◆ DATA FOR THE TASK
──────────

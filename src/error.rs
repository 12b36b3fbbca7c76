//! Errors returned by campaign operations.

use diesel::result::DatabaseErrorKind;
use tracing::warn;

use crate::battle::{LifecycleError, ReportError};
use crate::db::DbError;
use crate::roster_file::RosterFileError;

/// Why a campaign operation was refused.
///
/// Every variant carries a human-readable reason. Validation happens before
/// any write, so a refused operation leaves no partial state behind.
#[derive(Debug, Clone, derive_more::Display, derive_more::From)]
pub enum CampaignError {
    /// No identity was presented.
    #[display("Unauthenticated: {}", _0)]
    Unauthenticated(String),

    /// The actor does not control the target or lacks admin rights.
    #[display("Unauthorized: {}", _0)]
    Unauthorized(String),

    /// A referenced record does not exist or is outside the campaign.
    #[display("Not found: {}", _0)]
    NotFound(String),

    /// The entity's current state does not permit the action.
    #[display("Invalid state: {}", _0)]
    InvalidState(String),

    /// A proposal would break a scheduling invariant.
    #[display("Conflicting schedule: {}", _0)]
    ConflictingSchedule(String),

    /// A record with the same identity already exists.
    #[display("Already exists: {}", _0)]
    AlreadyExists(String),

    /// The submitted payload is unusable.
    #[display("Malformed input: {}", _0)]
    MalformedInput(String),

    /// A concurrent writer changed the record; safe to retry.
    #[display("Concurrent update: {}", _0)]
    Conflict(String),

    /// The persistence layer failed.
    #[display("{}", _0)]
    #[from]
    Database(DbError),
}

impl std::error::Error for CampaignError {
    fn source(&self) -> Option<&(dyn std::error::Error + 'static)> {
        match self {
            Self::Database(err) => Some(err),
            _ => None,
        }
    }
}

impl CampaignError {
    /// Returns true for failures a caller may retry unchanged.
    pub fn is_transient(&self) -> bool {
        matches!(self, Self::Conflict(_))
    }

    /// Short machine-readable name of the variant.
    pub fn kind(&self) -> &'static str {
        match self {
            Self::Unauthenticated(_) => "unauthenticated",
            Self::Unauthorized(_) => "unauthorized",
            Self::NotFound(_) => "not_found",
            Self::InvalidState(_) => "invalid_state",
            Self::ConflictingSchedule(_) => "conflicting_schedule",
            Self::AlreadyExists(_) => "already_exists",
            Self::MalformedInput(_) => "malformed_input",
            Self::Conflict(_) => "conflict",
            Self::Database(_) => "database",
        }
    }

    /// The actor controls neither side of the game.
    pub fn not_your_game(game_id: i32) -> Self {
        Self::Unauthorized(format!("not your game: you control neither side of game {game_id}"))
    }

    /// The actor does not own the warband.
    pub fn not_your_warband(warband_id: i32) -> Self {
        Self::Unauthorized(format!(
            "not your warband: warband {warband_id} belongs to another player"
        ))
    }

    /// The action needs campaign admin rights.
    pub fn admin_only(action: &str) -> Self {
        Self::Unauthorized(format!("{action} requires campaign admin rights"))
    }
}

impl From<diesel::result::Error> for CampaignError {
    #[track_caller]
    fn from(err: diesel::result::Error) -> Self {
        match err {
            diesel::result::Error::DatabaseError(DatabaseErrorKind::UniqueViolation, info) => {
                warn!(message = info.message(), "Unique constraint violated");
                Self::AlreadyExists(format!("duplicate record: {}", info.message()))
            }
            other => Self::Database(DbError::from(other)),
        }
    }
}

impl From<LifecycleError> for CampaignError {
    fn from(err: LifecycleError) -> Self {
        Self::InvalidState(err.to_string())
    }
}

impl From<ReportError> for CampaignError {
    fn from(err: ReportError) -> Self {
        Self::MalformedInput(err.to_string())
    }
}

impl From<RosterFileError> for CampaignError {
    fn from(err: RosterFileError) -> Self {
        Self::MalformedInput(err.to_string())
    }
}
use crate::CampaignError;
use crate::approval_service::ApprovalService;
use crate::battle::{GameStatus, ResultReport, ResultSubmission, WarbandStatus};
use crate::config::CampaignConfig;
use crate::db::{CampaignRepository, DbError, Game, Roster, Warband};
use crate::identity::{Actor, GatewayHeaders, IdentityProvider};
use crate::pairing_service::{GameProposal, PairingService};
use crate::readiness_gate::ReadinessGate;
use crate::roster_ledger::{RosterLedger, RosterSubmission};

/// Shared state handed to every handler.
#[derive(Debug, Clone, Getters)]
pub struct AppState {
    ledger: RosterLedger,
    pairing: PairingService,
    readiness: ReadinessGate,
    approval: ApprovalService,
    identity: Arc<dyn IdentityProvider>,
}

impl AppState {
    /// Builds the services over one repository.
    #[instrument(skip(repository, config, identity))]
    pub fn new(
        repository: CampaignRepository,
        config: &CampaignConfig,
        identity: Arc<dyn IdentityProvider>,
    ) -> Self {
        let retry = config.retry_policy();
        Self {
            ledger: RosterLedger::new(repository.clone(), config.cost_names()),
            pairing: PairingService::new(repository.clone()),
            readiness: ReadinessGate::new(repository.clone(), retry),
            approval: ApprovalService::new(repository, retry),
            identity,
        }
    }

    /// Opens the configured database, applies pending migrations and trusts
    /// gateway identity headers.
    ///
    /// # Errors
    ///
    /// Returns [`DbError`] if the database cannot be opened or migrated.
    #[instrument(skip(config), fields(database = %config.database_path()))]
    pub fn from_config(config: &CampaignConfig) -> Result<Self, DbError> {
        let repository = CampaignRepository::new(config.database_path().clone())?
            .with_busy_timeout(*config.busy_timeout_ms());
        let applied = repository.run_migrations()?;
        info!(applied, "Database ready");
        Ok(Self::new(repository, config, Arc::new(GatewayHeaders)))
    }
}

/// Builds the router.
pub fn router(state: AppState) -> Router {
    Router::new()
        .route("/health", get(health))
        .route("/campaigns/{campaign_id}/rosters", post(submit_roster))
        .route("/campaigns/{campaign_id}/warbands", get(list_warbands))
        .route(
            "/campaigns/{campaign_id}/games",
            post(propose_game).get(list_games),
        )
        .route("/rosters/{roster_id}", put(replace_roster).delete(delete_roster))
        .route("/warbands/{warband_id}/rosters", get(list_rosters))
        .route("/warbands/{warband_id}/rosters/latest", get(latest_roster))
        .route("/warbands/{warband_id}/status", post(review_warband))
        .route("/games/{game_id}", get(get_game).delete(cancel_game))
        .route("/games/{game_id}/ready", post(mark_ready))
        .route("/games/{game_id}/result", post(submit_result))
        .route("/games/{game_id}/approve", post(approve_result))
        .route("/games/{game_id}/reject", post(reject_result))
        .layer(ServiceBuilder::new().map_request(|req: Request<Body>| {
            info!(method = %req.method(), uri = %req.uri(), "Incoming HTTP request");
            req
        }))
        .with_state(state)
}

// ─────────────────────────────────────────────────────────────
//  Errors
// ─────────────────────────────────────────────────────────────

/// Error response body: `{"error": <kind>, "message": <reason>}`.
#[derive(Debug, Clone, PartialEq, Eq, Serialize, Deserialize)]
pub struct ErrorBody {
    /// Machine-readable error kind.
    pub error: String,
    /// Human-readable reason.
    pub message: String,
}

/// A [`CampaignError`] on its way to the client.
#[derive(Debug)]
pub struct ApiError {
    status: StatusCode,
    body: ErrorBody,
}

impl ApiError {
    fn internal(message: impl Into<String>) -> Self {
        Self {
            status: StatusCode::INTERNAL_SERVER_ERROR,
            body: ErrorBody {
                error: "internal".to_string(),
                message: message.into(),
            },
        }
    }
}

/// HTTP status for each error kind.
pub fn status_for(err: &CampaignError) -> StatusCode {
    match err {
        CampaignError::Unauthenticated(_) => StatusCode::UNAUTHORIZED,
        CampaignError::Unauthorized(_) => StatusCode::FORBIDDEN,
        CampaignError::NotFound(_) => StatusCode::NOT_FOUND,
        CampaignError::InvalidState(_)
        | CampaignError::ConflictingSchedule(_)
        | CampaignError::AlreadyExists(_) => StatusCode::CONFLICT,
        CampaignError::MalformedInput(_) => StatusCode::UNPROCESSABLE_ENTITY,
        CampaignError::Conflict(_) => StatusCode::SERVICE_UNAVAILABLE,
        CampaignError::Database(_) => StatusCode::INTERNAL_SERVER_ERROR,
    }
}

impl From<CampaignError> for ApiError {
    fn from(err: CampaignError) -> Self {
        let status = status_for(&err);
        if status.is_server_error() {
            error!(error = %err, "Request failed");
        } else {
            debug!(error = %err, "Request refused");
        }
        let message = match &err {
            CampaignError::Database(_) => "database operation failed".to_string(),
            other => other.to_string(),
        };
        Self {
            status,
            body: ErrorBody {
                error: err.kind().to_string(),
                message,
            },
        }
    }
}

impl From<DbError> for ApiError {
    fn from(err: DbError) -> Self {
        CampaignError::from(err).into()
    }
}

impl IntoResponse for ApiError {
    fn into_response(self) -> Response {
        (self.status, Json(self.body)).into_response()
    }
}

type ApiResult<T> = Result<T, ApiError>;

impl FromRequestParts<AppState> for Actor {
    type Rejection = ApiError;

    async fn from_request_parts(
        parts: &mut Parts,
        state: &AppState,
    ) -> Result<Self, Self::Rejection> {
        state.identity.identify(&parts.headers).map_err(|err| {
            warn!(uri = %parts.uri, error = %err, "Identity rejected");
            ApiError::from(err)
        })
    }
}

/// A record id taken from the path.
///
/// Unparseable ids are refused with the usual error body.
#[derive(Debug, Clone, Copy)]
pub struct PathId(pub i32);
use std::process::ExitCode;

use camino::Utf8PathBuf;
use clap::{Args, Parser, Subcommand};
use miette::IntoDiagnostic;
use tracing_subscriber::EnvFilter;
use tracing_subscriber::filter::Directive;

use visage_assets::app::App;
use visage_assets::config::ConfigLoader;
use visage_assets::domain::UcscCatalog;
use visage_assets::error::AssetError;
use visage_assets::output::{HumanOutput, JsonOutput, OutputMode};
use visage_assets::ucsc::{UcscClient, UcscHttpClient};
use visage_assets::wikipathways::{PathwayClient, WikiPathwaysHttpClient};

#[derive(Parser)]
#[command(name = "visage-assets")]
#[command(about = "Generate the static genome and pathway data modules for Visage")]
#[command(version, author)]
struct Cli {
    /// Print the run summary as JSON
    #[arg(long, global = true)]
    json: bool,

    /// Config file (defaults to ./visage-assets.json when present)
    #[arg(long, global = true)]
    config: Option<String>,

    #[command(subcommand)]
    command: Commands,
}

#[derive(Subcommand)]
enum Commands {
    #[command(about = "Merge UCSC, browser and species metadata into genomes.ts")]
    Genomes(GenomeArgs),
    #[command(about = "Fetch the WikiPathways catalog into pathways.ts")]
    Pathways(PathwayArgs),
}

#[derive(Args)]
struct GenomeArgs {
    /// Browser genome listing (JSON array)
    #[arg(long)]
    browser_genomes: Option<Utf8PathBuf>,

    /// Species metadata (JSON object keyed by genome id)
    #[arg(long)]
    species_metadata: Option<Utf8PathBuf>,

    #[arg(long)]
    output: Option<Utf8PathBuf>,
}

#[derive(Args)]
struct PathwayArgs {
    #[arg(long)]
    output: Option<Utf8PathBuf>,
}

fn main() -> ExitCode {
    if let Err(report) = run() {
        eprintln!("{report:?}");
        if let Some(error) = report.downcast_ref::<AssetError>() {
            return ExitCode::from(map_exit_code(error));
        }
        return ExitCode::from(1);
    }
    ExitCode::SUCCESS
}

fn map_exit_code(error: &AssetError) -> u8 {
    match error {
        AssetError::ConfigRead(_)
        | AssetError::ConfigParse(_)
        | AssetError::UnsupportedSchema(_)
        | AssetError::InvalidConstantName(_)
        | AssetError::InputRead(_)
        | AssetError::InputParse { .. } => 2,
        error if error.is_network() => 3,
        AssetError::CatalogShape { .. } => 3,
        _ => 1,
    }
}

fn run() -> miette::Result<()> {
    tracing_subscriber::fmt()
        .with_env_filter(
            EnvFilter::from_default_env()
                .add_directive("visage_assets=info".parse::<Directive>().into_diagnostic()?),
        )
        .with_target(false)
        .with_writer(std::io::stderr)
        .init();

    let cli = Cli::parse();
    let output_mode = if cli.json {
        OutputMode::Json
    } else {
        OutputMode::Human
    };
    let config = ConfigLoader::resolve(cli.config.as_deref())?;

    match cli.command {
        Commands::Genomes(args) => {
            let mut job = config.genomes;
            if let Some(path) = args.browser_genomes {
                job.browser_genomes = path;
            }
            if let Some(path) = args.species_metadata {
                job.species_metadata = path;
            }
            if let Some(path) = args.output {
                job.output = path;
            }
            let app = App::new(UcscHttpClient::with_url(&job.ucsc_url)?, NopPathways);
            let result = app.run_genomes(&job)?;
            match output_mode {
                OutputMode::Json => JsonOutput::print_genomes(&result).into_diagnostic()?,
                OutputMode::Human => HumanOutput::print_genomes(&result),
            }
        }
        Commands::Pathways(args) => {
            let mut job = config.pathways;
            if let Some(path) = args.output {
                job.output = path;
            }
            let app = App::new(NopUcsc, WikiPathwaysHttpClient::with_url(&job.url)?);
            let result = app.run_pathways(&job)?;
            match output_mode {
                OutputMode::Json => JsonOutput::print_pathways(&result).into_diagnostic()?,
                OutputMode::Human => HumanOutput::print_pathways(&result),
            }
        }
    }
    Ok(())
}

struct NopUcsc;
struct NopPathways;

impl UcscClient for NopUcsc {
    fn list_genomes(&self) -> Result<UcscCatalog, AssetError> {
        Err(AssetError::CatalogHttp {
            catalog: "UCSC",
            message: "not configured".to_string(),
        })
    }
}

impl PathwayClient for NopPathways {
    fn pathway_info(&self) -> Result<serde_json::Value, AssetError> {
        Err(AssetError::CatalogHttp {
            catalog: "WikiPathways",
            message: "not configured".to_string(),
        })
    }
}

──────────

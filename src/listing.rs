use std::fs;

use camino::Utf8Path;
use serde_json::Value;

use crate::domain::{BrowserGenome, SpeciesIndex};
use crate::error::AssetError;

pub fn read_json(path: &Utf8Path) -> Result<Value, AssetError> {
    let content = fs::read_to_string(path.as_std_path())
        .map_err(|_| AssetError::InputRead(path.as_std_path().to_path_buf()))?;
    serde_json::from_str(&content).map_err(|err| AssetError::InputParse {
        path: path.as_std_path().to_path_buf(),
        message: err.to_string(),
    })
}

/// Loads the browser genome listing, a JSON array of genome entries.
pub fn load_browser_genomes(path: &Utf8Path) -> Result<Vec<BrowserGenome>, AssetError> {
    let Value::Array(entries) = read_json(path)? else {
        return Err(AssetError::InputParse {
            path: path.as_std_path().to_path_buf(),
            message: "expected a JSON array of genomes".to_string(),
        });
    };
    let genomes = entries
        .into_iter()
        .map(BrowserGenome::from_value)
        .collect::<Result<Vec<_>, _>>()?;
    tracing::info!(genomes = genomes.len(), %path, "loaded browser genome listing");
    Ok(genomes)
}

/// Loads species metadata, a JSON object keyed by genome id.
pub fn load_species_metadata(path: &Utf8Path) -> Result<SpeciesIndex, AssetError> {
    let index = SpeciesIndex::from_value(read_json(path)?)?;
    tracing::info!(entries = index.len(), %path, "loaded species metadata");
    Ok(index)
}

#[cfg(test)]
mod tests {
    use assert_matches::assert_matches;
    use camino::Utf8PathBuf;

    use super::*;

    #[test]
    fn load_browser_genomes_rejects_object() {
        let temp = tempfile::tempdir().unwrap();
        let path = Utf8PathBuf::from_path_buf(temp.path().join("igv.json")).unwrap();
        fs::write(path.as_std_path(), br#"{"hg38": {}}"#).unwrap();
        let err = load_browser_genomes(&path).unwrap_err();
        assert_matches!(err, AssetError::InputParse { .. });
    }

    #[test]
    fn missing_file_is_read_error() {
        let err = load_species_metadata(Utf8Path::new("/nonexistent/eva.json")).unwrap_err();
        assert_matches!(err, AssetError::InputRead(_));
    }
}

──────────

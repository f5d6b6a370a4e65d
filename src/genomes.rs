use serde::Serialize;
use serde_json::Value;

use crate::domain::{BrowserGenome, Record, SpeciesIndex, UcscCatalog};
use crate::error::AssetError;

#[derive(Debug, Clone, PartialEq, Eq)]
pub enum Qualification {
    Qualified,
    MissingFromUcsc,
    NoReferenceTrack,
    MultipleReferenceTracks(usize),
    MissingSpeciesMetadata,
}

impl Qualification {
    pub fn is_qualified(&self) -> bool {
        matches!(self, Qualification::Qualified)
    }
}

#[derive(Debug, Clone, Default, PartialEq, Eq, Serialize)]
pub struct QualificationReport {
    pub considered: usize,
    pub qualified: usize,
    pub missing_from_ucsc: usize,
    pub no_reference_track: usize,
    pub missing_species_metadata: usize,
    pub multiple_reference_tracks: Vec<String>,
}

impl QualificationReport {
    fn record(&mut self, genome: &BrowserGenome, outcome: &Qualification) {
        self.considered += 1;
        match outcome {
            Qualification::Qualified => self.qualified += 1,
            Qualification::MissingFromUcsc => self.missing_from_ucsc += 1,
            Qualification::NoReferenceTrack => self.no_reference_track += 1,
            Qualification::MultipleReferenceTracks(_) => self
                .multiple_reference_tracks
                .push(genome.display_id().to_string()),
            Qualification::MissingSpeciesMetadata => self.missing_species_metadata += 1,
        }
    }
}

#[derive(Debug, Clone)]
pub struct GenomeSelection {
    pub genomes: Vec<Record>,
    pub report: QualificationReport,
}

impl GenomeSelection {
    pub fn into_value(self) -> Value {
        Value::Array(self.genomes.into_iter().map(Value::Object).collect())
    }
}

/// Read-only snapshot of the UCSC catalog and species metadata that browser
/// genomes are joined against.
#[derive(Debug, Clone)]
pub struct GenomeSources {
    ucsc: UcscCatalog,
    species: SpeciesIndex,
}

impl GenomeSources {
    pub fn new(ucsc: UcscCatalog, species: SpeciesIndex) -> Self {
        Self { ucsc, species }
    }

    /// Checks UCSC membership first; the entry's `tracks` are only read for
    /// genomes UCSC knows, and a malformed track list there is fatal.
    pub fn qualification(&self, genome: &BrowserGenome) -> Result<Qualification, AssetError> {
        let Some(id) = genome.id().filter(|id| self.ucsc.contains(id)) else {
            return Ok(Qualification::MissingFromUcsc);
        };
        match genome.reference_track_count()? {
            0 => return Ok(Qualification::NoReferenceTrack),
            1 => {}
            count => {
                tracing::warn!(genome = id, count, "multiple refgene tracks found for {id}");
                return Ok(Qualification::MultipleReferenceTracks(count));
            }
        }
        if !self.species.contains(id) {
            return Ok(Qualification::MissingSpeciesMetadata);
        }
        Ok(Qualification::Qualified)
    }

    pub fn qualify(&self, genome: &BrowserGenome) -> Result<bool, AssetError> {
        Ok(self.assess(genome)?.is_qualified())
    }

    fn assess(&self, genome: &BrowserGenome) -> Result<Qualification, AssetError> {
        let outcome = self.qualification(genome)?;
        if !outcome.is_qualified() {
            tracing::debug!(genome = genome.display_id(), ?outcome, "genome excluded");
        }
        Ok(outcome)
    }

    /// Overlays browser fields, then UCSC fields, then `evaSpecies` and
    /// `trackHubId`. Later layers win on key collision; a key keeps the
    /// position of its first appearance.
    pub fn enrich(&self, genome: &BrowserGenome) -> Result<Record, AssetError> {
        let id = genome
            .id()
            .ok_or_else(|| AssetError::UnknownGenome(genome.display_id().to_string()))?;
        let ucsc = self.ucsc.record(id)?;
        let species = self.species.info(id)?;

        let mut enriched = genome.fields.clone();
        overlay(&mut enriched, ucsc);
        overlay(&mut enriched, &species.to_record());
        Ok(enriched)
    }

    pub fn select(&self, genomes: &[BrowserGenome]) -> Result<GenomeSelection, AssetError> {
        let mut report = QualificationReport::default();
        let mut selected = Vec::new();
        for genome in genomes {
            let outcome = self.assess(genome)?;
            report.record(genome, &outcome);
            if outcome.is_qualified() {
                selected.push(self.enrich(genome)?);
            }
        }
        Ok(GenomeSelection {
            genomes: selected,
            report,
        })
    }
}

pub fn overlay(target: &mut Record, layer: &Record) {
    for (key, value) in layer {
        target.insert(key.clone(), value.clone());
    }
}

──────────

◆ EXERCISE AIM
Go through the entries above and copy out every line that includes the word "InputRead".

◆ RESULT OF THIS EXERCISE
        | AssetError::InputRead(_)
        .map_err(|_| AssetError::InputRead(path.as_std_path().to_path_buf()))?;
        assert_matches!(err, AssetError::InputRead(_));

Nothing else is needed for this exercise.